Pero el Trasgo fingía no oírla o, en todo caso, emergía sólo por breve rato, diciendo:
– No sabéis de qué habláis, niña: el difunto Volodioso, que amaba tanto el precioso elixir como yo, intentó plantar una viña por aquí, y tengo para mí que empieza a dar buenos resultados.
Nada podía distraerle de aquella obsesión. En tanto, entre sueño y sueño, el Hechicero se ocupaba laboriosamente de copiar en pergaminos las batallas de Gudú y sus victorias, para guardarlas cuidadosamente en El Libro del Reino. Y Almíbar, lánguido y soñoliento, se entretenía a solas jugando contra sí mismo interminables partidas de ajedrez, moviendo ora las blancas ora las negras. Pero como no podía dejar de tomar partido por algún color, lo cierto es que se hacía tantas trampas a sí mismo, que a menudo la propia Ardid no podía evitar amonestarle por aquellos desmanes impropios de un caballero, por otra parte, tan pulido y pundonoroso.
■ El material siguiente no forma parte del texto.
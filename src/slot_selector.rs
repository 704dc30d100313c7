use crate::{
    availability::{describe, resolve_slots, AvailabilitySnapshot, SlotPolicy, SlotQuery},
    backend::AvailabilityBackend,
    clock::Clock,
    error::BackendError,
    types::{AppointmentFilter, TimeSlot},
};
use chrono::NaiveDate;
use serde::{Deserialize, Serialize};
use std::{
    collections::HashMap,
    sync::{
        atomic::{AtomicU64, Ordering},
        Arc, Mutex, PoisonError,
    },
};
use tokio::sync::watch::{self, Sender};
use tokio_stream::wrappers::WatchStream;
use tracing::{debug, error};
use uuid::Uuid;

/// Latest published resolution for one advisor and date.
#[derive(Debug, Clone, Default, PartialEq, Eq, Serialize, Deserialize)]
pub struct SlotView {
    pub sequence: u64,
    pub query: Option<SlotQuery>,
    pub slots: Vec<TimeSlot>,
    /// Set when the backend could not be read. No slot is bookable then.
    pub error: Option<String>,
}

/// Requests for the same advisor and date form one input stream. Only the
/// most recent request of a stream may publish.
type StreamKey = (Uuid, NaiveDate);

struct SlotChannel {
    sequence: AtomicU64,
    sender: Sender<SlotView>,
}

pub struct SlotTicket {
    sequence: u64,
    query: SlotQuery,
    channel: Arc<SlotChannel>,
}

impl SlotTicket {
    pub fn query(&self) -> &SlotQuery {
        &self.query
    }
}

/// Resolves slots against a backend and publishes results in request order,
/// separately for every advisor and date. A result is only published if no
/// newer request for the same advisor and date was started in the meantime.
#[derive(Clone)]
pub struct SlotSelector<T: AvailabilityBackend> {
    backend: T,
    policy: Arc<SlotPolicy>,
    clock: Arc<dyn Clock>,
    channels: Arc<Mutex<HashMap<StreamKey, Arc<SlotChannel>>>>,
}

impl<T: AvailabilityBackend> SlotSelector<T> {
    pub fn new(backend: T, policy: SlotPolicy, clock: Arc<dyn Clock>) -> Self {
        Self {
            backend,
            policy: Arc::new(policy),
            clock,
            channels: Arc::new(Mutex::new(HashMap::new())),
        }
    }

    fn channel(&self, advisor_id: Uuid, date: NaiveDate) -> Arc<SlotChannel> {
        // The map holds no invariant a panicking holder could break.
        let mut channels = self.channels.lock().unwrap_or_else(PoisonError::into_inner);
        channels
            .entry((advisor_id, date))
            .or_insert_with(|| {
                let (sender, _) = watch::channel(SlotView::default());
                Arc::new(SlotChannel {
                    sequence: AtomicU64::new(0),
                    sender,
                })
            })
            .clone()
    }

    pub fn fetch_snapshot(&self, query: &SlotQuery) -> Result<AvailabilitySnapshot, BackendError> {
        let weekly = self.backend.advisor_availability(query.advisor_id)?;
        let exceptions =
            self.backend
                .availability_exceptions(query.advisor_id, query.date, query.date)?;
        let appointments = self
            .backend
            .appointments(&AppointmentFilter::for_advisor_on(query.advisor_id, query.date))?;

        Ok(AvailabilitySnapshot {
            weekly,
            exceptions,
            appointments,
        })
    }

    /// Fetches fresh records and resolves `query` without publishing.
    pub fn resolve(&self, query: &SlotQuery) -> Result<Vec<TimeSlot>, BackendError> {
        let snapshot = self.fetch_snapshot(query).map_err(|err| {
            error!(?err, advisor_id = %query.advisor_id, date = %query.date, "Failed to load availability");
            err
        })?;
        let slots = resolve_slots(query, &snapshot, &self.policy, self.clock.now());
        debug!(advisor_id = %query.advisor_id, date = %query.date, selectable = %describe(&slots), "Slots resolved");
        Ok(slots)
    }

    /// Starts a new request. Every ticket issued earlier for the same advisor
    /// and date becomes stale.
    pub fn begin(&self, query: SlotQuery) -> SlotTicket {
        let channel = self.channel(query.advisor_id, query.date);
        let sequence = channel.sequence.fetch_add(1, Ordering::SeqCst) + 1;
        SlotTicket {
            sequence,
            query,
            channel,
        }
    }

    pub fn is_current(&self, ticket: &SlotTicket) -> bool {
        ticket.channel.sequence.load(Ordering::SeqCst) == ticket.sequence
    }

    /// Publishes the outcome of `ticket` and returns the published view, or
    /// `None` if the ticket was stale.
    pub fn publish(
        &self,
        ticket: SlotTicket,
        outcome: Result<Vec<TimeSlot>, BackendError>,
    ) -> Option<SlotView> {
        if !self.is_current(&ticket) {
            debug!(sequence = ticket.sequence, advisor_id = %ticket.query.advisor_id, "Discarding stale slot resolution");
            return None;
        }

        let (slots, error) = match outcome {
            Ok(slots) => (slots, None),
            Err(err) => (vec![], Some(err.to_string())),
        };
        let view = SlotView {
            sequence: ticket.sequence,
            query: Some(ticket.query),
            slots,
            error,
        };
        let published = ticket.channel.sender.send_if_modified(|current| {
            if current.sequence >= view.sequence {
                return false;
            }
            *current = view.clone();
            true
        });
        published.then_some(view)
    }

    /// Resolves `query` and publishes the result unless a newer refresh for
    /// the same advisor and date started meanwhile. Blocks on the backend.
    pub fn refresh(&self, query: SlotQuery) -> Result<Option<SlotView>, BackendError> {
        let ticket = self.begin(query);
        match self.resolve(ticket.query()) {
            Ok(slots) => Ok(self.publish(ticket, Ok(slots))),
            Err(err) => {
                let message = err.to_string();
                self.publish(ticket, Err(err));
                Err(BackendError::Unavailable(message))
            }
        }
    }

    pub fn current(&self, advisor_id: Uuid, date: NaiveDate) -> SlotView {
        self.channel(advisor_id, date).sender.borrow().clone()
    }

    /// Views published for `advisor_id` on `date`, starting with the current
    /// one.
    pub fn subscribe(&self, advisor_id: Uuid, date: NaiveDate) -> WatchStream<SlotView> {
        WatchStream::new(self.channel(advisor_id, date).sender.subscribe())
    }
}

#[cfg(test)]
mod test {
    use super::*;
    use crate::{
        availability::DEFAULT_DURATION_MINUTES,
        clock::MockClock,
        testutils::MockAvailabilityBackend,
        types::{SlotReason, WeeklyAvailability},
    };
    use chrono::{Duration, NaiveDate, NaiveTime, Weekday};
    use futures::StreamExt;
    use uuid::Uuid;

    fn monday() -> NaiveDate {
        NaiveDate::from_isoywd_opt(2030, 20, Weekday::Mon).unwrap()
    }

    fn clock() -> Arc<dyn Clock> {
        let mut clock = MockClock::new();
        clock
            .expect_now()
            .return_const((monday() - Duration::days(3)).and_hms_opt(12, 0, 0).unwrap());
        Arc::new(clock)
    }

    fn query(advisor_id: Uuid) -> SlotQuery {
        SlotQuery {
            advisor_id,
            date: monday(),
            duration: DEFAULT_DURATION_MINUTES,
        }
    }

    fn init() -> (SlotSelector<MockAvailabilityBackend>, MockAvailabilityBackend, Uuid) {
        let mock_backend = MockAvailabilityBackend::new();
        let advisor_id = Uuid::new_v4();
        mock_backend.0.weekly.lock().unwrap().push(WeeklyAvailability {
            id: Uuid::new_v4(),
            advisor_id,
            day_of_week: 1,
            start_time: NaiveTime::from_hms_opt(9, 0, 0).unwrap(),
            end_time: NaiveTime::from_hms_opt(17, 0, 0).unwrap(),
            is_available: true,
        });
        let selector = SlotSelector::new(mock_backend.clone(), SlotPolicy::default(), clock());
        (selector, mock_backend, advisor_id)
    }

    #[test]
    fn test_resolve_fetches_all_three_sources() {
        let (selector, mock_backend, advisor_id) = init();

        let slots = selector.resolve(&query(advisor_id)).unwrap();
        assert_eq!(slots.len(), 15);
        assert!(slots.iter().all(TimeSlot::is_selectable));

        assert_eq!(mock_backend.0.calls_to_advisor_availability.load(Ordering::SeqCst), 1);
        assert_eq!(mock_backend.0.calls_to_availability_exceptions.load(Ordering::SeqCst), 1);
        assert_eq!(mock_backend.0.calls_to_appointments.load(Ordering::SeqCst), 1);
    }

    #[test]
    fn test_resolve_surfaces_backend_failure() {
        let (selector, mock_backend, advisor_id) = init();
        mock_backend.0.success.store(false, Ordering::SeqCst);

        selector.resolve(&query(advisor_id)).unwrap_err();
    }

    #[test]
    fn test_stale_result_is_discarded() {
        let (selector, _, advisor_id) = init();
        let slow = selector.begin(query(advisor_id));
        let fast = selector.begin(SlotQuery {
            duration: 120,
            ..query(advisor_id)
        });
        assert!(!selector.is_current(&slow));

        let fast_slots = selector.resolve(fast.query()).unwrap();
        let slow_slots = selector.resolve(slow.query()).unwrap();
        let published = selector.publish(fast, Ok(fast_slots.clone())).unwrap();
        assert!(selector.publish(slow, Ok(slow_slots)).is_none());

        let view = selector.current(advisor_id, monday());
        assert_eq!(view, published);
        assert_eq!(view.sequence, 2);
        assert_eq!(view.slots, fast_slots);
        assert_eq!(view.query.unwrap().duration, 120);
    }

    #[test]
    fn test_other_advisors_do_not_make_a_request_stale() {
        let (selector, _, advisor_id) = init();
        let other_advisor_id = Uuid::new_v4();

        let first = selector.begin(query(advisor_id));
        let other = selector.begin(query(other_advisor_id));
        let next_day = selector.begin(SlotQuery {
            date: monday() + Duration::days(1),
            ..query(advisor_id)
        });
        assert!(selector.is_current(&first));
        assert!(selector.is_current(&other));
        assert!(selector.is_current(&next_day));

        let first_view = selector.publish(first, Ok(vec![])).unwrap();
        selector.publish(other, Ok(vec![])).unwrap();
        assert_eq!(first_view.query.unwrap().advisor_id, advisor_id);
        assert_eq!(first_view.sequence, 1);

        assert_eq!(
            selector.current(advisor_id, monday()).query.unwrap().advisor_id,
            advisor_id
        );
        assert_eq!(
            selector.current(other_advisor_id, monday()).query.unwrap().advisor_id,
            other_advisor_id
        );
        assert_eq!(
            selector.current(advisor_id, monday() + Duration::days(1)),
            SlotView::default()
        );
    }

    #[test]
    fn test_failed_resolution_publishes_no_slots() {
        let (selector, _, advisor_id) = init();
        let ticket = selector.begin(query(advisor_id));

        let view = selector
            .publish(ticket, Err(BackendError::Unavailable("offline".into())))
            .unwrap();
        assert!(view.slots.is_empty());
        assert_eq!(view.error.unwrap(), "Backend unavailable: offline");
        assert!(selector.current(advisor_id, monday()).error.is_some());
    }

    #[tokio::test]
    async fn test_refresh_notifies_subscribers() {
        let (selector, mock_backend, advisor_id) = init();
        let mut stream = selector.subscribe(advisor_id, monday());
        let mut other_stream = selector.subscribe(Uuid::new_v4(), monday());
        assert_eq!(stream.next().await.unwrap(), SlotView::default());
        assert_eq!(other_stream.next().await.unwrap(), SlotView::default());

        mock_backend.0.appointments.lock().unwrap().push(crate::testutils::appointment_at(
            advisor_id,
            monday().and_hms_opt(10, 0, 0).unwrap(),
            60,
        ));
        let refreshed = selector.refresh(query(advisor_id)).unwrap().unwrap();

        let view = stream.next().await.unwrap();
        assert_eq!(view, refreshed);
        assert_eq!(view.sequence, 1);
        let ten = view
            .slots
            .iter()
            .find(|slot| slot.time == NaiveTime::from_hms_opt(10, 0, 0).unwrap())
            .unwrap();
        assert_eq!(ten.reason, Some(SlotReason::Conflict));

        let nothing =
            tokio::time::timeout(std::time::Duration::from_millis(50), other_stream.next()).await;
        assert!(nothing.is_err());
    }

    #[test]
    fn test_refresh_failure_blocks_booking() {
        let (selector, mock_backend, advisor_id) = init();
        mock_backend.0.success.store(false, Ordering::SeqCst);

        selector.refresh(query(advisor_id)).unwrap_err();
        let view = selector.current(advisor_id, monday());
        assert!(view.slots.is_empty());
        assert!(view.error.is_some());
    }
}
– Si es contra mí mismo, querida mía, poco deshonor me acarrea, creedme.
– Pues jugad contra un paje, o contra cualquier otro: porque temo os aficionéis en demasía a costumbre tan reprochable.
– No existe contrincante digno de mí, hermosa mía -respondió Almíbar, con dulce sonrisa-. Excepto el Trasgo: y éste, según parece, dirige su atención hacia otros asuntos.
Cierto día, Ardid se asomó a la ventana que daba sobre el Lago. Una suave neblina ascendía de sus aguas, perfumada y embriagadora, aunque impregnada de un remoto calor que ella creía perdido. Y dijo:
– Dios mío, qué triste es envejecer…
– ¿Envejecer, hermosísima mía? -Y Almíbar la abrazó, besándola con fervor-. No lo diréis por vos ni por mí, que estamos en la flor de la vida…
La Reina calló, enternecida. Pero, poco a poco, su sagaz mirada fue apercibiéndose de que entre los más jóvenes componentes de la Corte se cruzaban miradas de inteligencia y risas reprimidas cuando Almíbar, solemne y envarado, presidía como Maestro de Ceremonias cualquier banquete o baile. Y este descubrimiento clavaba punzadas en su corazón, de suerte que a menudo la melancolía y el desánimo la invadían.
Y en tan lánguido clima se deslizaba la vida de Ardid cuando, ya avanzado el verano, una carta del Rey, de manos de un veloz y sudoroso emisario, hizo vibrar nuevamente su indomable vigor:
– ¡Cielo santo, qué perezosos somos! -clamó, mientras recorría la estancia a grandes pasos-. ¿Es posible que hayamos permanecido ociosos tanto tiempo, sin habernos apercibido de que el Rey ordenó elaborar la lista de candidatas a desposarle? Rápido, amigos míos, celebremos camarilla y veamos de solucionar este descuido cuanto antes.